Proponents of model-theoretic logical inferentialism defend the view that the meaning of logical vocabulary, such as the truth functions associated with conjunction or negation, is determined by their inferential use. This position provides a naturalist and empiricist account of the meaning of logical vocabulary, since inferences consist of concrete speech acts that can be observed, such as assertions and denials. As a consequence, model-theoretic inferentialism gives an account of a problem widely discussed in philosophy of language as well as cognitive science for the meaning of logical vocabulary, that is, it provides an account of meaning based on the use of language. In this dissertation, we provide a model-theoretic logical inferentialist account to three-valued Strong Kleene Logics. In particular, we will show various solutions to the categoricity problem regarding these logics in order to show that we can determine the intended models of these logics from their inferences, we will give a model-theoretic logical inferentialist account to Quine [94]'s challenge ``Do proponents of different logics talk past each other, i.e., does the meaning of logical operators change when logics change?", and last we will give an account of Prior [93]'s challenge of tonk to inferentialism.
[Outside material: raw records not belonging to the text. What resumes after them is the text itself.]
//! Settings loading from disk.

use std::fs;
use std::path::Path;

use crate::config::schema::WatchConfig;
use crate::config::validation::ValidationError;

/// Error type for settings loading.
#[derive(Debug)]
pub enum ConfigError {
    Io(std::io::Error),
    Parse(toml::de::Error),
    Validation(Vec<ValidationError>),
}

impl std::fmt::Display for ConfigError {
    fn fmt(&self, f: &mut std::fmt::Formatter<'_>) -> std::fmt::Result {
        match self {
            ConfigError::Io(e) => write!(f, "IO error: {}", e),
            ConfigError::Parse(e) => write!(f, "Parse error: {}", e),
            ConfigError::Validation(errors) => {
                write!(f, "Validation failed: ")?;
                for (i, err) in errors.iter().enumerate() {
                    if i > 0 {
                        write!(f, ", ")?;
                    }
                    write!(f, "{}", err)?;
                }
                Ok(())
            }
        }
    }
}

impl std::error::Error for ConfigError {}

/// Read settings from a TOML file without validating them.
///
/// Command-line overrides are applied on top before validation.
pub fn read_config(path: &Path) -> Result<WatchConfig, ConfigError> {
    let content = fs::read_to_string(path).map_err(ConfigError::Io)?;
    toml::from_str(&content).map_err(ConfigError::Parse)
}
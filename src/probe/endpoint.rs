//! Probe verdicts.

use std::collections::BTreeMap;

/// Result of probing one (domain, IP) pair during one sweep.
///
/// Every field besides `alive` is meaningless when `alive` is false and is
/// left at its zero value.
#[derive(Debug, Clone, Default, PartialEq, Eq)]
pub struct Endpoint {
    /// TLS handshake succeeded and a certificate was retrieved.
    pub alive: bool,
    /// Leaf certificate matches the probed hostname.
    pub valid: bool,
    /// Subject common name of the leaf certificate.
    pub common_name: String,
    /// Number of DNS subject alternative names.
    pub alt_names: usize,
    /// Not-after timestamp, seconds since the Unix epoch.
    pub expiry: i64,
    /// Hex SHA-256 of the leaf certificate DER bytes.
    pub fingerprint: String,
}

impl Endpoint {
    /// Verdict for an address that could not be reached.
    pub fn dead() -> Self {
        Self::default()
    }
}

/// Verdicts for one domain, keyed by the IP string used to connect.
///
/// Empty means no address could be resolved, which is distinct from
/// "resolved, all dead".
pub type Endpoints = BTreeMap<String, Endpoint>;
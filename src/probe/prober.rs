//! Per-domain probing.

use std::net::{IpAddr, Ipv4Addr, SocketAddr};
use std::sync::Arc;
use std::time::Duration;

use thiserror::Error;
use tokio_rustls::TlsConnector;

use crate::config::ProbeConfig;
use crate::observability::metrics;
use crate::probe::certificate;
use crate::probe::endpoint::{Endpoint, Endpoints};
use crate::probe::resolver::{self, Lookup, SystemLookup};
use crate::probe::tls;

/// Port probed when the domain does not name one.
pub const DEFAULT_PORT: u16 = 443;

/// Timeouts applied to every probe.
#[derive(Debug, Clone, Copy)]
pub struct ProbeSettings {
    pub connect_timeout: Duration,
    pub lookup_timeout: Duration,
}

impl From<&ProbeConfig> for ProbeSettings {
    fn from(config: &ProbeConfig) -> Self {
        Self {
            connect_timeout: Duration::from_secs(config.connection_timeout_secs),
            lookup_timeout: Duration::from_secs(config.lookup_timeout_secs),
        }
    }
}

#[derive(Debug, Error, PartialEq, Eq)]
#[error("invalid port in {0:?}")]
pub struct InvalidPort(pub String);

/// Split `host:port`, defaulting to port 443 when no port is given.
///
/// Bracketed IPv6 (`[::1]:8443`) is accepted. A string with several colons
/// outside brackets is taken as a bare host.
pub fn split_host_port(domain: &str) -> Result<(String, u16), InvalidPort> {
    let parse_port = |port: &str| port.parse::<u16>().map_err(|_| InvalidPort(domain.to_string()));

    if let Some((host, after)) = domain.strip_prefix('[').and_then(|rest| rest.split_once(']')) {
        return match after.strip_prefix(':') {
            Some(port) => Ok((host.to_string(), parse_port(port)?)),
            None if after.is_empty() => Ok((host.to_string(), DEFAULT_PORT)),
            None => Err(InvalidPort(domain.to_string())),
        };
    }

    match domain.split_once(':') {
        Some((host, port)) if !port.contains(':') => Ok((host.to_string(), parse_port(port)?)),
        _ => Ok((domain.to_string(), DEFAULT_PORT)),
    }
}

/// The address actually dialled for a candidate, or `None` for IPv6.
fn ipv4_candidate(ip: IpAddr) -> Option<Ipv4Addr> {
    match ip {
        IpAddr::V4(v4) => Some(v4),
        IpAddr::V6(v6) => v6.to_ipv4_mapped(),
    }
}

/// Probes the TLS endpoints of a domain.
pub struct Prober {
    connector: TlsConnector,
    lookup: Arc<dyn Lookup>,
    settings: ProbeSettings,
}

impl Prober {
    /// Prober resolving through the system resolver.
    pub fn new(settings: ProbeSettings) -> Result<Self, rustls::Error> {
        Self::with_lookup(settings, Arc::new(SystemLookup))
    }

    pub fn with_lookup(settings: ProbeSettings, lookup: Arc<dyn Lookup>) -> Result<Self, rustls::Error> {
        Ok(Self {
            connector: tls::observing_connector()?,
            lookup,
            settings,
        })
    }

    /// Probe every IPv4 endpoint of `domain`.
    ///
    /// `configured` are IP strings from the registry; when none of them
    /// parse, the host is resolved through DNS instead. Per-address failures
    /// are recorded as dead endpoints. An empty result means nothing could be
    /// resolved.
    pub async fn probe_domain(&self, domain: &str, configured: &[String]) -> Endpoints {
        let (host, port) = match split_host_port(domain) {
            Ok(split) => split,
            Err(e) => {
                tracing::warn!(domain = %domain, error = %e, "Skipping unprobeable domain");
                return Endpoints::new();
            }
        };

        let mut candidates: Vec<IpAddr> = configured
            .iter()
            .filter_map(|raw| match raw.parse() {
                Ok(ip) => Some(ip),
                Err(_) => {
                    tracing::debug!(domain = %domain, address = %raw, "Ignoring unparsable address");
                    None
                }
            })
            .collect();

        if candidates.is_empty() {
            candidates = resolver::resolve(&*self.lookup, &host, self.settings.lookup_timeout).await;
        }

        let mut endpoints = Endpoints::new();
        for ip in candidates {
            let Some(v4) = ipv4_candidate(ip) else {
                continue;
            };
            let endpoint = self.probe_address(SocketAddr::new(IpAddr::V4(v4), port), &host).await;
            metrics::record_endpoint(endpoint.alive);
            endpoints.insert(v4.to_string(), endpoint);
        }
        endpoints
    }

    async fn probe_address(&self, addr: SocketAddr, host: &str) -> Endpoint {
        let der = match tls::fetch_leaf(&self.connector, addr, host, self.settings.connect_timeout).await {
            Ok(der) => der,
            Err(e) => {
                tracing::warn!(host = %host, ip = %addr.ip(), port = addr.port(), error = %e, "Endpoint dead");
                return Endpoint::dead();
            }
        };

        match certificate::inspect(&der) {
            Ok(leaf) => Endpoint {
                alive: true,
                valid: leaf.matches_hostname(host),
                alt_names: leaf.dns_names.len(),
                expiry: leaf.not_after,
                fingerprint: certificate::fingerprint(&der),
                common_name: leaf.common_name,
            },
            Err(e) => {
                tracing::warn!(host = %host, ip = %addr.ip(), error = %e, "Unreadable leaf certificate");
                Endpoint::dead()
            }
        }
    }
}

#[cfg(test)]
mod tests {
    use super::*;

    #[test]
    fn test_split_without_port() {
        assert_eq!(split_host_port("example.com"), Ok(("example.com".into(), 443)));
    }

    #[test]
    fn test_split_with_port() {
        assert_eq!(split_host_port("example.com:8443"), Ok(("example.com".into(), 8443)));
    }

    #[test]
    fn test_split_bracketed_ipv6() {
        assert_eq!(split_host_port("[2001:db8::1]:9443"), Ok(("2001:db8::1".into(), 9443)));
        assert_eq!(split_host_port("[2001:db8::1]"), Ok(("2001:db8::1".into(), 443)));
    }

    #[test]
    fn test_split_bare_ipv6_is_host() {
        assert_eq!(split_host_port("2001:db8::1"), Ok(("2001:db8::1".into(), 443)));
    }

    #[test]
    fn test_split_bad_port() {
        assert!(split_host_port("example.com:https").is_err());
        assert!(split_host_port("example.com:").is_err());
        assert!(split_host_port("example.com:70000").is_err());
    }

    #[test]
    fn test_ipv4_candidates() {
        assert_eq!(ipv4_candidate("192.0.2.1".parse().unwrap()), Some(Ipv4Addr::new(192, 0, 2, 1)));
        assert_eq!(ipv4_candidate("::ffff:192.0.2.1".parse().unwrap()), Some(Ipv4Addr::new(192, 0, 2, 1)));
        assert_eq!(ipv4_candidate("2001:db8::1".parse().unwrap()), None);
    }
}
In Chapter 1, we introduce model-thereotic logical inferentialism, and we introduce the technical machinery to determine the inferential semantics from a logic. In Chapter 2, we show how we can determine the intended semantics of Classical Logic and a class of Strong Kleene logics. In other words, we provide a number of well-motivated solutions to the categoricity problem, also known as Carnap's problem, regarding these logics. In Chapter 3, we provide a model-theoretic logical inferentialist account Quine [94]'s question: Do proponents of different logics talk past each other, i.e., does the meaning of logical operators change when logics change? We argue that model-theoretic inferentialists can provide an alternative account to this problem in comparison to the traditional model-theoretic or proof-theoretic accounts, since model-theoretic inferentialists use the inferential semantics of a logic. Chapter 4, we discuss the problem of tonk from a model-theoretic logical inferentialist point of view. We first introduce different tonk-like logical operators in our metainferential system, and define notions of metainferential existence and metainferential uniqueness. Then, we argue that the solution discussed by Fjellstad [39] is favored by model-theoretic logical inferentialist, given that the non-determinate interpretation of tonk discussed in Teijeiro [126] does not yield a completeness result when tonk-like connectives are introduced to our metainferential systems. Then, we argue that the substructural solution to tonk cannot be generalized to all logical operators.